### Aim of the exercise
Go through the entries below and pick out every line with "usize".

'''

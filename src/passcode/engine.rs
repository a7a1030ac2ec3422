use std::collections::BTreeSet;

use super::PasscodeError;
use super::rules::{PasscodeRule, RuleKind};

/// Length bounds and the active rule set. Replaces process-wide settings;
/// the engine owns one and exposes update operations.
#[derive(Debug, Clone, PartialEq, Eq)]
pub struct PasscodePolicy {
    pub min_length: usize,
    pub max_length: usize,
    pub active:     BTreeSet<RuleKind>,
}

impl Default for PasscodePolicy {
    fn default() -> Self {
        Self {
            min_length: crate::config::DEFAULT_MIN_PASSCODE_LENGTH,
            max_length: crate::config::DEFAULT_MAX_PASSCODE_LENGTH,
            active: RuleKind::ALL.into_iter().collect(),
        }
    }
}

#[derive(Debug, Clone, PartialEq, Eq)]
pub enum ValidationResult {
    Pass,
    Fail { rule: RuleKind, reason: String },
}

impl ValidationResult {
    pub fn is_pass(&self) -> bool {
        matches!(self, Self::Pass)
    }
}

#[derive(Debug, Clone, Default)]
pub struct PasscodeRuleEngine {
    policy: PasscodePolicy,
}

impl PasscodeRuleEngine {
    pub fn new(policy: PasscodePolicy) -> Result<Self, PasscodeError> {
        check_bounds(policy.min_length, policy.max_length)?;
        Ok(Self { policy })
    }

    pub fn policy(&self) -> &PasscodePolicy {
        &self.policy
    }

    pub fn is_enabled(&self, kind: RuleKind) -> bool {
        self.policy.active.contains(&kind)
    }

    pub fn enable(&mut self, kind: RuleKind) {
        self.policy.active.insert(kind);
    }

    pub fn disable(&mut self, kind: RuleKind) {
        self.policy.active.remove(&kind);
    }

    /// Flip membership; returns whether the rule is now enabled.
    pub fn toggle(&mut self, kind: RuleKind) -> bool {
        if !self.policy.active.remove(&kind) {
            self.policy.active.insert(kind);
            return true;
        }
        false
    }

    pub fn set_length_bounds(&mut self, min: usize, max: usize) -> Result<(), PasscodeError> {
        check_bounds(min, max)?;
        self.policy.min_length = min;
        self.policy.max_length = max;
        Ok(())
    }

    fn rule(&self, kind: RuleKind) -> PasscodeRule {
        match kind {
            RuleKind::Length => PasscodeRule::Length {
                min: self.policy.min_length,
                max: self.policy.max_length,
            },
            RuleKind::Palindrome => PasscodeRule::Palindrome,
            RuleKind::Series => PasscodeRule::Series,
            RuleKind::Uniform => PasscodeRule::Uniform,
        }
    }

    /// Check `candidate` against the active rules in `RuleKind` order and
    /// report the first violation.
    pub fn evaluate(&self, candidate: &str) -> ValidationResult {
        for kind in &self.policy.active {
            if let Err(reason) = self.rule(*kind).evaluate(candidate) {
                tracing::debug!(rule = %kind, "Passcode rejected");
                return ValidationResult::Fail { rule: *kind, reason };
            }
        }
        ValidationResult::Pass
    }
}

fn check_bounds(min: usize, max: usize) -> Result<(), PasscodeError> {
    if min == 0 || min > max {
        return Err(PasscodeError::InvalidBounds { min, max });
    }
    Ok(())
}
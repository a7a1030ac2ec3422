pub mod authentication;
pub mod registration;
pub mod types;

pub use authentication::{AuthenticationParams, AuthenticationRequest, build_authentication};
pub use registration::{RegistrationParams, RegistrationRequest, build_registration};
pub use types::*;

use crate::codec::CodecError;

#[derive(Debug, thiserror::Error)]
pub enum RequestError {
    #[error("user name must not be empty")]
    EmptyUserName,
    #[error("challenge must not be empty")]
    EmptyChallenge,
    #[error("relying party id must not be empty")]
    EmptyRelyingParty,
    #[error("no signature algorithms requested")]
    NoAlgorithms,
    #[error("credential {0} is not registered")]
    UnknownCredential(String),
    #[error("no registered credentials")]
    NoCredentials,
    #[error("codec: {0}")]
    Codec(#[from] CodecError),
}

/// Either request document, as handed to the verification collaborator.
#[derive(Debug, Clone, PartialEq, Eq)]
pub enum CeremonyRequest {
    Registration(RegistrationRequest),
    Authentication(AuthenticationRequest),
}

impl CeremonyRequest {
    pub fn challenge(&self) -> &[u8] {
        match self {
            Self::Registration(r) => r.challenge(),
            Self::Authentication(a) => a.challenge(),
        }
    }

    /// Pretty JSON for the request log.
    pub fn to_json(&self) -> String {
        let value = match self {
            Self::Registration(r) => serde_json::to_string_pretty(r),
            Self::Authentication(a) => serde_json::to_string_pretty(a),
        };
        value.unwrap_or_default()
    }
}
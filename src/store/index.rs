use std::path::PathBuf;
use std::sync::{Arc, RwLock};

use sha2::{Digest, Sha256};

use super::{StoreError, credential::{CredentialRecord, VerificationMethod}, disk};

/// Handle shared between ceremony clients. Mutations take the write lock,
/// so duplicate checks and inserts are atomic with respect to each other.
pub type SharedStore = Arc<RwLock<CredentialStore>>;

struct Disk {
    aes_key: [u8; 32],
    creds_dir: PathBuf,
}

/// Authoritative owner of every credential record, kept in insertion order.
pub struct CredentialStore {
    disk: Option<Disk>,
    records: Vec<CredentialRecord>,
    next_sequence: u64,
}

impl CredentialStore {
    /// A store that lives only in memory.
    pub fn in_memory() -> Self {
        Self {
            disk: None,
            records: Vec::new(),
            next_sequence: 0,
        }
    }

    /// Load all credentials from disk into memory.
    pub fn load(aes_key: [u8; 32], creds_dir: PathBuf) -> Result<Self, StoreError> {
        let records = disk::load_all(&aes_key, &creds_dir)?;
        let next_sequence = records.last().map_or(0, |r| r.sequence + 1);
        Ok(Self {
            disk: Some(Disk { aes_key, creds_dir }),
            records,
            next_sequence,
        })
    }

    pub fn into_shared(self) -> SharedStore {
        Arc::new(RwLock::new(self))
    }

    /// All records in insertion order, optionally restricted to one
    /// verification method.
    pub fn list(&self, method: Option<VerificationMethod>) -> Vec<CredentialRecord> {
        self.records
            .iter()
            .filter(|r| method.is_none_or(|m| r.verification_method == m))
            .cloned()
            .collect()
    }

    /// Records scoped to `rp_id`, in insertion order.
    pub fn list_for_rp(&self, rp_id: &str) -> Vec<CredentialRecord> {
        let hash = Sha256::digest(rp_id.as_bytes());
        self.records
            .iter()
            .filter(|r| r.rp_id_hash.as_slice() == hash.as_slice())
            .cloned()
            .collect()
    }

    pub fn get_by_id(&self, id: &[u8]) -> Option<&CredentialRecord> {
        self.records.iter().find(|r| r.credential_id == id)
    }

    pub fn contains(&self, id: &[u8]) -> bool {
        self.get_by_id(id).is_some()
    }

    /// Insert a new record. The store is left untouched on failure.
    pub fn add(&mut self, mut record: CredentialRecord) -> Result<(), StoreError> {
        if record.credential_id.is_empty() {
            return Err(StoreError::Corrupt("empty credential_id".into()));
        }
        if self.contains(&record.credential_id) {
            return Err(StoreError::Duplicate(crate::codec::encode(&record.credential_id)));
        }
        record.sequence = self.next_sequence;
        if let Some(d) = &self.disk {
            disk::write_credential(&d.aes_key, &d.creds_dir, &record)?;
        }
        self.next_sequence += 1;
        self.records.push(record);
        Ok(())
    }

    /// Remove a record and wipe its in-memory copy.
    pub fn delete(&mut self, id: &[u8]) -> Result<(), StoreError> {
        let pos = self
            .records
            .iter()
            .position(|r| r.credential_id == id)
            .ok_or(StoreError::NotFound)?;
        if let Some(d) = &self.disk {
            disk::delete_credential(&d.creds_dir, id)?;
        }
        let mut record = self.records.remove(pos);
        record.wipe();
        Ok(())
    }

    /// Set `last_used_at` on an existing record.
    pub fn touch(&mut self, id: &[u8], timestamp: u64) -> Result<(), StoreError> {
        let record = self
            .records
            .iter_mut()
            .find(|r| r.credential_id == id)
            .ok_or(StoreError::NotFound)?;
        let previous = record.last_used_at.replace(timestamp);
        if let Some(d) = &self.disk {
            if let Err(e) = disk::write_credential(&d.aes_key, &d.creds_dir, record) {
                record.last_used_at = previous;
                return Err(e);
            }
        }
        Ok(())
    }

    /// Delete every record and every credential file on disk, including
    /// files that failed to load. Returns how many records were removed.
    /// Memory is cleared even if a file cannot be removed.
    pub fn wipe(&mut self) -> Result<usize, StoreError> {
        let count = self.records.len();
        for mut record in self.records.drain(..) {
            record.wipe();
        }
        if let Some(d) = &self.disk {
            let files = disk::remove_all(&d.creds_dir)?;
            tracing::info!(records = count, files, "Credential store wiped");
        }
        Ok(count)
    }

    pub fn credential_count(&self) -> usize {
        self.records.len()
    }

    pub fn is_empty(&self) -> bool {
        self.records.is_empty()
    }
}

'''

### Exercise output
    pub min_length: usize,
    pub max_length: usize,
    pub fn set_length_bounds(&mut self, min: usize, max: usize) -> Result<(), PasscodeError> {
fn check_bounds(min: usize, max: usize) -> Result<(), PasscodeError> {
    pub fn wipe(&mut self) -> Result<usize, StoreError> {
    pub fn credential_count(&self) -> usize {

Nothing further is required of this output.